_WHAT IS EXPECTED_
Whenever a line below holds the word "ExerciseDef", copy that line.

_INPUT RECORDS_
========================================
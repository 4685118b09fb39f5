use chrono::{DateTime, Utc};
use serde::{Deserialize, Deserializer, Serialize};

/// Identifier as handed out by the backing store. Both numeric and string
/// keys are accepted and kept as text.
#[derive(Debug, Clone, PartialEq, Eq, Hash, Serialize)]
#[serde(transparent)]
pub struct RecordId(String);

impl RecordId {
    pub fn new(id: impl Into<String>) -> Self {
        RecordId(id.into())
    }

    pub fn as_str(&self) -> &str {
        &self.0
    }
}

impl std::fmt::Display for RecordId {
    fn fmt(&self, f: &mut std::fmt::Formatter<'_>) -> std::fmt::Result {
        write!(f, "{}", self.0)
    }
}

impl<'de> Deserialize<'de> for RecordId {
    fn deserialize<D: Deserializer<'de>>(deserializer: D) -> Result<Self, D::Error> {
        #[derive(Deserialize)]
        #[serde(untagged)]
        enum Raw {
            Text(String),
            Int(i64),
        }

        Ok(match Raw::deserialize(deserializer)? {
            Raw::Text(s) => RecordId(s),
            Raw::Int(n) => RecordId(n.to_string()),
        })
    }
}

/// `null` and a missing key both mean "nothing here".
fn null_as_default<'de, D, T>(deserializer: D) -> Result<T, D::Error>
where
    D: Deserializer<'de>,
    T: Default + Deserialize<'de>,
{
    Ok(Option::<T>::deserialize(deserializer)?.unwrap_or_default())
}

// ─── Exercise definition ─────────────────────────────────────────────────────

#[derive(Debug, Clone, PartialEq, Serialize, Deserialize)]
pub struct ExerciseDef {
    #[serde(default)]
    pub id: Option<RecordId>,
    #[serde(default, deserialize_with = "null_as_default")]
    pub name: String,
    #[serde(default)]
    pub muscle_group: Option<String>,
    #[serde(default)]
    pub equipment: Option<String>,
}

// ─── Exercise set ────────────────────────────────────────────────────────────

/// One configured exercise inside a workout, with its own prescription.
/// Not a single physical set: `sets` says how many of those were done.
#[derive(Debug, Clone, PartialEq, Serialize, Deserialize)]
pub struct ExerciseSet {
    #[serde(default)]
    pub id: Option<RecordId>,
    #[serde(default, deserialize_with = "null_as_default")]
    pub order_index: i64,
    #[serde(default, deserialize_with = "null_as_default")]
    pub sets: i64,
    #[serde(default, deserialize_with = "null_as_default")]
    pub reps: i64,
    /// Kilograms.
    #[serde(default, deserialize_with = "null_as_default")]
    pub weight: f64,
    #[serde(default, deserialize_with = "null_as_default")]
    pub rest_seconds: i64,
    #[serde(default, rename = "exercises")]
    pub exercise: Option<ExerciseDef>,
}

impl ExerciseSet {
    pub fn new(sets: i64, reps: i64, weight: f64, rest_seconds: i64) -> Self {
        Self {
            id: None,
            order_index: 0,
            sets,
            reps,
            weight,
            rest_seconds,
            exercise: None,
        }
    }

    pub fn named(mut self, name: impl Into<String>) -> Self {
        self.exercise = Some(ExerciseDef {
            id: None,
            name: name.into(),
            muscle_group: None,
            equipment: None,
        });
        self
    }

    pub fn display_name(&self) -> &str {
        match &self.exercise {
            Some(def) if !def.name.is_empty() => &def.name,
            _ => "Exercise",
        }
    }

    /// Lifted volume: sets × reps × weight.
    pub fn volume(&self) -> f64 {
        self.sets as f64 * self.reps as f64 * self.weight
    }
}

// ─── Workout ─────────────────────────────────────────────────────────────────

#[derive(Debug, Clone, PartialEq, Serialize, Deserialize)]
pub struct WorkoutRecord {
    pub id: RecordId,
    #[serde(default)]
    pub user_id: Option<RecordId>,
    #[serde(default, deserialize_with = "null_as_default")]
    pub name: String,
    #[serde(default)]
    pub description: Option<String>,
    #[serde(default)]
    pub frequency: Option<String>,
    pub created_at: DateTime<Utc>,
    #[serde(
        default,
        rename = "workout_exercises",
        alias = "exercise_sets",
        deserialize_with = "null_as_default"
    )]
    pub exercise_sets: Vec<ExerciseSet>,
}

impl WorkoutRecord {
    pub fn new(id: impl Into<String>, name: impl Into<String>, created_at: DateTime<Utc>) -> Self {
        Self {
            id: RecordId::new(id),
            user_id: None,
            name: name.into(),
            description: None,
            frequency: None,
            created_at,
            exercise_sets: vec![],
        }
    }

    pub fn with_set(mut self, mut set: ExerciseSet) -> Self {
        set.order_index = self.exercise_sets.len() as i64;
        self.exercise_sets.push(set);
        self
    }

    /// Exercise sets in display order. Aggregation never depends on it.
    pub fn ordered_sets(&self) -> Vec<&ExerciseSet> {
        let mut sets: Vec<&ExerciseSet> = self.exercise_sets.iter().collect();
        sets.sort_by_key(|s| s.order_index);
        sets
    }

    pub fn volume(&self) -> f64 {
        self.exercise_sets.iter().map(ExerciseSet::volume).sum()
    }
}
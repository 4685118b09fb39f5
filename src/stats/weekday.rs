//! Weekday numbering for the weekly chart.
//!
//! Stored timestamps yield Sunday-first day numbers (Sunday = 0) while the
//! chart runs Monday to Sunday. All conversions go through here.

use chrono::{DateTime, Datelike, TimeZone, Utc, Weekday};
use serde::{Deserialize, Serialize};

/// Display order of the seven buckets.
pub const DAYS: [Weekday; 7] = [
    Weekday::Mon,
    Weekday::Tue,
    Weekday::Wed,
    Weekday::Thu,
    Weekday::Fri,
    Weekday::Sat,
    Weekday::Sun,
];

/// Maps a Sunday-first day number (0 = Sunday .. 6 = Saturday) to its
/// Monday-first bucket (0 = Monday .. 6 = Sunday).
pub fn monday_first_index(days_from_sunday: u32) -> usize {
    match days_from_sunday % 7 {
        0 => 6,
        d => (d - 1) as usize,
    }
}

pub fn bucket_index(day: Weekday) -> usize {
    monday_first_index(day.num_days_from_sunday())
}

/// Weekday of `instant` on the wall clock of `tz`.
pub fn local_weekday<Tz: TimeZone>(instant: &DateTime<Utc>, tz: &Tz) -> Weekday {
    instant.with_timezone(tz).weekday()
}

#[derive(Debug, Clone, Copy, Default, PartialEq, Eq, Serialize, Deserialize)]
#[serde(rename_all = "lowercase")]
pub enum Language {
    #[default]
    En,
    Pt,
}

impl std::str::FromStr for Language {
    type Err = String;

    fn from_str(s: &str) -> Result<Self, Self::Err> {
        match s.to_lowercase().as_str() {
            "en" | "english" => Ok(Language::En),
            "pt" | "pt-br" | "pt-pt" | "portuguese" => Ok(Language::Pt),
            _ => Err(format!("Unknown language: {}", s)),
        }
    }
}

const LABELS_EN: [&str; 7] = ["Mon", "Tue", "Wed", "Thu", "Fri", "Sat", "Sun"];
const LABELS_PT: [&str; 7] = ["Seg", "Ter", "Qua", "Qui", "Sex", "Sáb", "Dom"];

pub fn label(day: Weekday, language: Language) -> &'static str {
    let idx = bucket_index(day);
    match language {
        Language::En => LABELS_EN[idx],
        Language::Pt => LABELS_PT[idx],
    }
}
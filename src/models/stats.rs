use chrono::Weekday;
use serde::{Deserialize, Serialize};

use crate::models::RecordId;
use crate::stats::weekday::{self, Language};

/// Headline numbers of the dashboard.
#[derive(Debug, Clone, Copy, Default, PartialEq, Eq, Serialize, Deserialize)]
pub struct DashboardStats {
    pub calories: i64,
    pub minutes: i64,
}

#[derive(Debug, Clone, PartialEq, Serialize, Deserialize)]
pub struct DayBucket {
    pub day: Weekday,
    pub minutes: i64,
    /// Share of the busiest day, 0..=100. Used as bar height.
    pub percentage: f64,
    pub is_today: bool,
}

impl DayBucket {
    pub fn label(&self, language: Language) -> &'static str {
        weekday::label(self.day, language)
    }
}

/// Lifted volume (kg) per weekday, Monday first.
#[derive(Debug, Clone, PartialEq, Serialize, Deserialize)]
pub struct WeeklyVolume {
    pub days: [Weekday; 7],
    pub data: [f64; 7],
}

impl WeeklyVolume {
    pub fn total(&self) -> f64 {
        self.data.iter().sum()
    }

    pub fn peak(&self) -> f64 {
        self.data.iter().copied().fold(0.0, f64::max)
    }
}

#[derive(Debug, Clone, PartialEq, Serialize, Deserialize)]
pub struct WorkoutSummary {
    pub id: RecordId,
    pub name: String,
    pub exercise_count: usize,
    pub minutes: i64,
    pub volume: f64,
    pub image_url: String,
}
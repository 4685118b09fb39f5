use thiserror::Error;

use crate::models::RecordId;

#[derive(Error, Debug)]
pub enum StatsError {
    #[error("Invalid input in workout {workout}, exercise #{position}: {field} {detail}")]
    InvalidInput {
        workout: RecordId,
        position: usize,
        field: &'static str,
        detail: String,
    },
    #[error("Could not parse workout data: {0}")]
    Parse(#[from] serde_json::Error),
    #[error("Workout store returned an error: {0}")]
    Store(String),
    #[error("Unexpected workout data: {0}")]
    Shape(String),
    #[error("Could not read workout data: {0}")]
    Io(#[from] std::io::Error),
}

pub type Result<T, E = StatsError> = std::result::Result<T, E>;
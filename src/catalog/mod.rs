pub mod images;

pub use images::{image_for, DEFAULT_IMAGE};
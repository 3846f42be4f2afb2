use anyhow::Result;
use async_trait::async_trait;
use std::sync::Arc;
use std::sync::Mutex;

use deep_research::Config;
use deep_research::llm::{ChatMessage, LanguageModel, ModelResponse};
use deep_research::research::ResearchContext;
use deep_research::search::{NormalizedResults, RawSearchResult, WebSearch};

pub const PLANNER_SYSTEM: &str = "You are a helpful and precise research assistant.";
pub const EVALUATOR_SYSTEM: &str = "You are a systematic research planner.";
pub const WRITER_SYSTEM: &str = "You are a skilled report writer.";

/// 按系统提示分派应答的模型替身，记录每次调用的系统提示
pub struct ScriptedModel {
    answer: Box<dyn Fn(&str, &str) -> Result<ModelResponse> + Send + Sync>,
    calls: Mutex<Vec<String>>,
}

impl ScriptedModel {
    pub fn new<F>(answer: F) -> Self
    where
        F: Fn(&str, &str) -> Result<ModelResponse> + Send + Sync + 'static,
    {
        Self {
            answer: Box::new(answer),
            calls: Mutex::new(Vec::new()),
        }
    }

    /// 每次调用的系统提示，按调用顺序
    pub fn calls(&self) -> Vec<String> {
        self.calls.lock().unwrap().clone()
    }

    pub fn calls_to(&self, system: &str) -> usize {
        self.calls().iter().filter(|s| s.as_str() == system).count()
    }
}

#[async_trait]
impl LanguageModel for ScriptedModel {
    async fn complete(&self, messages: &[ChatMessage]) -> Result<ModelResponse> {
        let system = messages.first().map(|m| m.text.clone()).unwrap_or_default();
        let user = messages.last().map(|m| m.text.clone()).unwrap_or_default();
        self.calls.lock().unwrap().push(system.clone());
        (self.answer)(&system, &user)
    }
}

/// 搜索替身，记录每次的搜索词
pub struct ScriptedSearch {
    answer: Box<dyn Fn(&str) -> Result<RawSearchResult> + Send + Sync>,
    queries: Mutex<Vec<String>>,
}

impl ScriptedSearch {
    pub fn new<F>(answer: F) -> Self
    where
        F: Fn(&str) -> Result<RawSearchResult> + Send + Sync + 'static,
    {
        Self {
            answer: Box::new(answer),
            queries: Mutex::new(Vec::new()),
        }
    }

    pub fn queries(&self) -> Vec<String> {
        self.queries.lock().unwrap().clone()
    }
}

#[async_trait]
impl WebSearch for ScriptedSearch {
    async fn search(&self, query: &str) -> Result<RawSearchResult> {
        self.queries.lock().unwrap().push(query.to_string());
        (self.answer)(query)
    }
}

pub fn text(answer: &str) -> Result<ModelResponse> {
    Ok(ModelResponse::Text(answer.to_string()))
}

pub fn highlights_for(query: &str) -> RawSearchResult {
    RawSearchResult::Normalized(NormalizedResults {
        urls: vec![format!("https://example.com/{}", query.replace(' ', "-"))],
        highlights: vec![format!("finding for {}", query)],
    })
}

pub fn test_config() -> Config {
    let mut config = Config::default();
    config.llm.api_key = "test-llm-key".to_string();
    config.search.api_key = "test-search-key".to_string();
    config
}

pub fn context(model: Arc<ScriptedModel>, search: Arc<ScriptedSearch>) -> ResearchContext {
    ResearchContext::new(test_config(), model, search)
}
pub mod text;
========================================
_SOLUTION TO THIS EXERCISE_
pub struct ExerciseDef {
    pub exercise: Option<ExerciseDef>,
        self.exercise = Some(ExerciseDef {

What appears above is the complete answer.